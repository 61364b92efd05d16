//! SQLite database operations
//!
//! All database access goes through this module.
//! Relation and ledger inserts rely on unique constraints plus
//! `INSERT OR IGNORE`, so concurrent writers never need read-then-write.

use chrono::{DateTime, Utc};
use sqlx::{Pool, Sqlite, SqlitePool};
use std::collections::HashSet;
use std::path::Path;

use super::models::*;
use crate::error::AppError;

const ACTOR_COLUMNS: &str = "id, owner_id, uri, handle, display_name, summary, inbox_uri, \
     shared_inbox_uri, outbox_uri, followers_uri, following_uri, liked_uri, public_key_pem, \
     is_local, profile_json, profile_refreshed_at, created_at, updated_at";

const RELATION_COLUMNS: &str = "id, actor_uri, object_uri, activity_uri, created_at";

/// Map a unique-constraint violation to `Conflict`, everything else to `Database`.
fn map_unique_violation(error: sqlx::Error, what: &str) -> AppError {
    match &error {
        sqlx::Error::Database(db_error) if db_error.is_unique_violation() => {
            AppError::Conflict(format!("{what} already exists"))
        }
        _ => AppError::Database(error),
    }
}

/// Database connection pool wrapper
pub struct Database {
    pool: Pool<Sqlite>,
}
//! Activity vocabulary
//!
//! The closed set of activity types the engine understands, plus helpers to
//! read the loosely typed fields of ActivityStreams documents.

use base64::{Engine, engine::general_purpose::URL_SAFE_NO_PAD};
use serde_json::Value;
use sha2::{Digest, Sha256};

/// ActivityStreams namespace, used as `@context`
pub const ACTIVITY_STREAMS_CONTEXT: &str = "https://www.w3.org/ns/activitystreams";

/// Public addressing sentinel
pub const PUBLIC_COLLECTION: &str = "https://www.w3.org/ns/activitystreams#Public";

/// Whether an address is the public sentinel, in any of its spellings
pub fn is_public_address(address: &str) -> bool {
    matches!(address, PUBLIC_COLLECTION | "as:Public" | "Public")
}

/// Activity types dispatched by the inbox
#[derive(Debug, Clone, PartialEq, Eq)]
pub enum ActivityKind {
    Create,
    Update,
    Delete,
    Follow,
    Accept,
    Reject,
    Like,
    Announce,
    Undo,
    Block,
    /// Stored, but no side effects
    Unknown(String),
}

impl ActivityKind {
    pub fn from_type(activity_type: &str) -> Self {
        match activity_type {
            "Create" => Self::Create,
            "Update" => Self::Update,
            "Delete" => Self::Delete,
            "Follow" => Self::Follow,
            "Accept" => Self::Accept,
            "Reject" => Self::Reject,
            "Like" => Self::Like,
            "Announce" => Self::Announce,
            "Undo" => Self::Undo,
            "Block" => Self::Block,
            other => Self::Unknown(other.to_string()),
        }
    }

    /// Kind of an activity document, `None` without a usable `type`
    pub fn of(activity: &Value) -> Option<Self> {
        activity_type(activity).map(Self::from_type)
    }

    pub fn as_str(&self) -> &str {
        match self {
            Self::Create => "Create",
            Self::Update => "Update",
            Self::Delete => "Delete",
            Self::Follow => "Follow",
            Self::Accept => "Accept",
            Self::Reject => "Reject",
            Self::Like => "Like",
            Self::Announce => "Announce",
            Self::Undo => "Undo",
            Self::Block => "Block",
            Self::Unknown(other) => other,
        }
    }

    /// Label for metrics; unknown types collapse into one series
    pub fn metric_label(&self) -> &'static str {
        match self {
            Self::Create => "Create",
            Self::Update => "Update",
            Self::Delete => "Delete",
            Self::Follow => "Follow",
            Self::Accept => "Accept",
            Self::Reject => "Reject",
            Self::Like => "Like",
            Self::Announce => "Announce",
            Self::Undo => "Undo",
            Self::Block => "Block",
            Self::Unknown(_) => "Unknown",
        }
    }
}

/// URI named by a reference field.
///
/// Accepts a string, an object with `id`, or an array (first usable entry).
pub fn first_id(value: &Value) -> Option<String> {
    match value {
        Value::String(uri) => {
            let uri = uri.trim();
            (!uri.is_empty()).then(|| uri.to_string())
        }
        Value::Object(map) => map.get("id").and_then(first_id),
        Value::Array(items) => items.iter().find_map(first_id),
        _ => None,
    }
}

/// All URIs named by a scalar-or-list reference field, nulls dropped
pub fn all_ids(value: &Value) -> Vec<String> {
    match value {
        Value::Array(items) => items.iter().filter_map(first_id).collect(),
        other => first_id(other).into_iter().collect(),
    }
}

/// `type` of a document (first entry when it is a list)
pub fn activity_type(document: &Value) -> Option<&str> {
    match document.get("type")? {
        Value::String(kind) => Some(kind.as_str()),
        Value::Array(kinds) => kinds.iter().find_map(Value::as_str),
        _ => None,
    }
}

pub fn actor_uri(activity: &Value) -> Option<String> {
    activity.get("actor").and_then(first_id)
}

pub fn object_uri(activity: &Value) -> Option<String> {
    activity.get("object").and_then(first_id)
}

/// The embedded object, when the activity carries one rather than a bare URI
pub fn embedded_object(activity: &Value) -> Option<&Value> {
    activity.get("object").filter(|object| object.is_object())
}

/// Deterministic serialization: object keys sorted at every depth.
pub fn canonical_json_string(value: &Value) -> String {
    let mut out = String::new();
    write_canonical(value, &mut out);
    out
}

fn write_canonical(value: &Value, out: &mut String) {
    match value {
        Value::Object(map) => {
            let mut keys: Vec<&String> = map.keys().collect();
            keys.sort();
            out.push('{');
            for (index, key) in keys.into_iter().enumerate() {
                if index > 0 {
                    out.push(',');
                }
                out.push_str(&Value::String(key.clone()).to_string());
                out.push(':');
                write_canonical(&map[key], out);
            }
            out.push('}');
        }
        Value::Array(items) => {
            out.push('[');
            for (index, item) in items.iter().enumerate() {
                if index > 0 {
                    out.push(',');
                }
                write_canonical(item, out);
            }
            out.push(']');
        }
        scalar => out.push_str(&scalar.to_string()),
    }
}

/// Canonical URI of an inbound activity.
///
/// The trimmed `id` when present; otherwise a content-derived URN so that
/// redeliveries of the same anonymous payload still deduplicate.
pub fn canonical_activity_uri(activity: &Value) -> String {
    if let Some(id) = activity.get("id").and_then(Value::as_str) {
        let id = id.trim();
        if !id.is_empty() {
            return id.to_string();
        }
    }

    let mut hasher = Sha256::new();
    hasher.update(canonical_json_string(activity).as_bytes());
    format!(
        "urn:fedcore:activity:{}",
        URL_SAFE_NO_PAD.encode(hasher.finalize())
    )
}
//! E2E tests for the outbound path
//!
//! Publish → outbox job → recipient expansion → signed fan-out, retries
//! and dead letters.

mod common;

use common::{MockPeer, TestServer};
use fedcore::data::{Actor, JobStatus};
use fedcore::federation::{activity_id, builder, verify_request};
use serde_json::{Value, json};
use std::sync::Once;

static METRICS: Once = Once::new();

/// Have each named peer actor follow `alice` and drain the Accept replies.
async fn follow(server: &TestServer, peer: &MockPeer, names: &[&str], alice: &Actor) {
    for name in names {
        let follow = builder::follow(
            &format!("{}/follows/{}", peer.base, name),
            &peer.actor_uri(name),
            &alice.uri,
        );
        let response = peer
            .post_signed(&server.client, &server.url("/users/alice/inbox"), name, &follow)
            .await;
        assert_eq!(response.status(), 202);
    }
    assert_eq!(server.run_jobs().await, names.len());
    assert_eq!(server.run_jobs().await, names.len());
}

fn creates(peer: &MockPeer, name: &str) -> Vec<Value> {
    peer.received_by(name)
        .iter()
        .map(|received| received.json())
        .filter(|activity| activity["type"] == "Create")
        .collect()
}

async fn publish_note(server: &TestServer, alice: &Actor, content: &str) -> Value {
    let followers = alice.followers_uri.as_deref().unwrap();
    let note = builder::public_note(
        &format!("{}/notes/{}", alice.uri, content),
        &alice.uri,
        followers,
        content,
    );
    let create = builder::create(&activity_id(&alice.uri), &alice.uri, note);
    server
        .state
        .publisher
        .publish(&alice.id, create)
        .await
        .unwrap()
        .activity
}

#[tokio::test]
async fn test_public_note_reaches_each_follower_once() {
    let server = TestServer::new().await;
    let alice = server.create_actor("alice").await;
    let peer = MockPeer::start(&["bob", "carol"]).await;
    follow(&server, &peer, &["bob", "carol"], &alice).await;

    let published = publish_note(&server, &alice, "hello").await;
    assert_eq!(server.run_jobs().await, 1);

    for name in ["bob", "carol"] {
        let received = creates(&peer, name);
        assert_eq!(received.len(), 1, "{} should receive the Create once", name);
        assert_eq!(received[0]["id"], published["id"]);
        assert_eq!(received[0]["object"]["content"], "hello");
    }

    // Nothing left to do
    assert_eq!(server.run_jobs().await, 0);
    assert_eq!(
        server
            .state
            .db
            .count_jobs("outbox", JobStatus::Completed)
            .await
            .unwrap(),
        3
    );
}

#[tokio::test]
async fn test_delivery_is_signed_by_the_author() {
    let server = TestServer::new().await;
    let alice = server.create_actor("alice").await;
    let peer = MockPeer::start(&["bob"]).await;
    follow(&server, &peer, &["bob"], &alice).await;

    publish_note(&server, &alice, "signed").await;
    server.run_jobs().await;

    let received = peer
        .received_by("bob")
        .into_iter()
        .find(|received| received.json()["type"] == "Create")
        .unwrap();
    let signature = received.headers["signature"].to_str().unwrap();
    assert!(signature.contains(&format!("keyId=\"{}\"", alice.key_id())));
    verify_request(
        "POST",
        "/users/bob/inbox",
        &received.headers,
        &received.body,
        &alice.public_key_pem,
    )
    .unwrap();
}

#[tokio::test]
async fn test_blind_recipients_are_hidden_from_the_payload() {
    let server = TestServer::new().await;
    let alice = server.create_actor("alice").await;
    let peer = MockPeer::start(&["bob", "dave"]).await;
    follow(&server, &peer, &["bob"], &alice).await;

    let followers = alice.followers_uri.clone().unwrap();
    let note = builder::note(
        &format!("{}/notes/secret", alice.uri),
        &alice.uri,
        "psst",
        &[followers.as_str()],
        &[],
    );
    let mut create = builder::create(&activity_id(&alice.uri), &alice.uri, note);
    create["bcc"] = json!([peer.actor_uri("dave")]);
    server.state.publisher.publish(&alice.id, create).await.unwrap();
    server.run_jobs().await;

    let to_dave = creates(&peer, "dave");
    assert_eq!(to_dave.len(), 1);
    assert!(to_dave[0].get("bcc").is_none());
    assert_eq!(creates(&peer, "bob").len(), 1);
}

#[tokio::test]
async fn test_failing_inbox_is_retried_until_dead() {
    let server = TestServer::new().await;
    let alice = server.create_actor("alice").await;
    let peer = MockPeer::start(&["bob", "carol"]).await;
    follow(&server, &peer, &["bob", "carol"], &alice).await;

    peer.set_failing("carol", true);
    publish_note(&server, &alice, "retry").await;

    // Three attempts, the last one dead-letters the job
    for _ in 0..3 {
        assert_eq!(server.run_jobs().await, 1);
        server.expedite_jobs().await;
    }
    assert_eq!(server.run_jobs().await, 0);

    assert_eq!(creates(&peer, "bob").len(), 1);
    assert_eq!(creates(&peer, "carol").len(), 3);

    let dead = server.state.queue.dead_jobs(10).await.unwrap();
    assert_eq!(dead.len(), 1);
    assert_eq!(dead[0].kind, "outbox");
    assert_eq!(dead[0].attempts, 3);
    assert!(dead[0].last_error.as_deref().unwrap().contains("Delivery incomplete"));
}

#[tokio::test]
async fn test_recovered_inbox_gets_the_retry() {
    let server = TestServer::new().await;
    let alice = server.create_actor("alice").await;
    let peer = MockPeer::start(&["bob", "carol"]).await;
    follow(&server, &peer, &["bob", "carol"], &alice).await;

    peer.set_failing("carol", true);
    publish_note(&server, &alice, "flaky").await;
    server.run_jobs().await;

    peer.set_failing("carol", false);
    server.expedite_jobs().await;
    assert_eq!(server.run_jobs().await, 1);

    assert_eq!(creates(&peer, "bob").len(), 1);
    assert_eq!(creates(&peer, "carol").len(), 2);
    assert!(server.state.queue.dead_jobs(10).await.unwrap().is_empty());
}

#[tokio::test]
async fn test_health_and_metrics_report_queues() {
    METRICS.call_once(fedcore::metrics::init_metrics);
    let server = TestServer::new().await;
    let alice = server.create_actor("alice").await;
    let peer = MockPeer::start(&["bob"]).await;
    follow(&server, &peer, &["bob"], &alice).await;

    peer.set_failing("bob", true);
    publish_note(&server, &alice, "health").await;
    for _ in 0..3 {
        server.run_jobs().await;
        server.expedite_jobs().await;
    }

    let health: Value = server
        .client
        .get(server.url("/health"))
        .send()
        .await
        .unwrap()
        .json()
        .await
        .unwrap();
    assert_eq!(health["status"], "ok");
    assert_eq!(health["queues"]["outbox"]["dead"], 1);
    assert_eq!(health["queues"]["inbox"]["pending"], 0);

    let metrics = server
        .client
        .get(server.url("/metrics"))
        .send()
        .await
        .unwrap()
        .text()
        .await
        .unwrap();
    assert!(metrics.contains("fedcore_jobs_total"));
    assert!(metrics.contains("fedcore_deliveries_total"));
}
/// Build the string that gets signed.
///
/// One `name: value` line per entry of `header_names`, in order.
/// `(request-target)` expands to `<method-lowercase> <path[?query]>`.
/// Header lookup is case-insensitive.
///
/// # Errors
/// `Validation` when a named header is absent or not valid text
pub fn build_signing_string(
    headers: &HeaderMap,
    header_names: &[&str],
    method: &str,
    target: &str,
) -> Result<String, AppError> {
    let mut lines = Vec::with_capacity(header_names.len());

    for name in header_names {
        let name = name.to_ascii_lowercase();
        let value = if name == "(request-target)" {
            format!("{} {}", method.to_lowercase(), path_and_query(target))
        } else {
            headers
                .get(name.as_str())
                .ok_or_else(|| AppError::Validation(format!("Missing {} header", name)))?
                .to_str()
                .map_err(|_| AppError::Validation(format!("Invalid {} header", name)))?
                .to_string()
        };
        lines.push(format!("{}: {}", name, value));
    }

    Ok(lines.join("\n"))
}

/// Sign a signing string with a PKCS#8 private key.
///
/// # Returns
/// Base64-encoded signature
pub fn sign(
    signing_string: &str,
    private_key_pem: &str,
    _algorithm: SignatureAlgorithm,
) -> Result<String, AppError> {
    let private_key = RsaPrivateKey::from_pkcs8_pem(private_key_pem)
        .map_err(|e| AppError::Crypto(format!("Invalid private key: {}", e)))?;

    let signing_key = SigningKey::<Sha256>::new(private_key);
    let mut rng = rand::thread_rng();
    let signature = signing_key.sign_with_rng(&mut rng, signing_string.as_bytes());

    Ok(BASE64.encode(signature.to_bytes()))
}

/// Verify a base64 signature over a signing string.
///
/// Returns `Ok(false)` on mismatch or an undecodable signature.
///
/// # Errors
/// `Crypto` when the public key cannot be parsed
pub fn verify(
    signing_string: &str,
    signature_b64: &str,
    public_key_pem: &str,
    _algorithm: SignatureAlgorithm,
) -> Result<bool, AppError> {
    let public_key = RsaPublicKey::from_public_key_pem(public_key_pem)
        .map_err(|e| AppError::Crypto(format!("Invalid public key: {}", e)))?;
    let verifier = VerifyingKey::<Sha256>::new(public_key);

    let Ok(signature_bytes) = BASE64.decode(signature_b64.trim()) else {
        return Ok(false);
    };
    let Ok(signature) = Pkcs1v15Signature::try_from(signature_bytes.as_slice()) else {
        return Ok(false);
    };

    Ok(verifier
        .verify(signing_string.as_bytes(), &signature)
        .is_ok())
}

/// Headers to add for signed request
#[derive(Debug, Clone)]
pub struct SignatureHeaders {
    /// Host header value
    pub host: String,
    /// Date header value (RFC 2616)
    pub date: String,
    /// Digest header value
    pub digest: String,
    /// Signature header value
    pub signature: String,
}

## Task
Working from the material above, retype exactly the lines from the one with "for (index, key)" through the one with "write_canonical(&map[key], out);", both included, and only those lines.

## Worked solution
            for (index, key) in keys.into_iter().enumerate() {
                if index > 0 {
                    out.push(',');
                }
                out.push_str(&Value::String(key.clone()).to_string());
                out.push(':');
                write_canonical(&map[key], out);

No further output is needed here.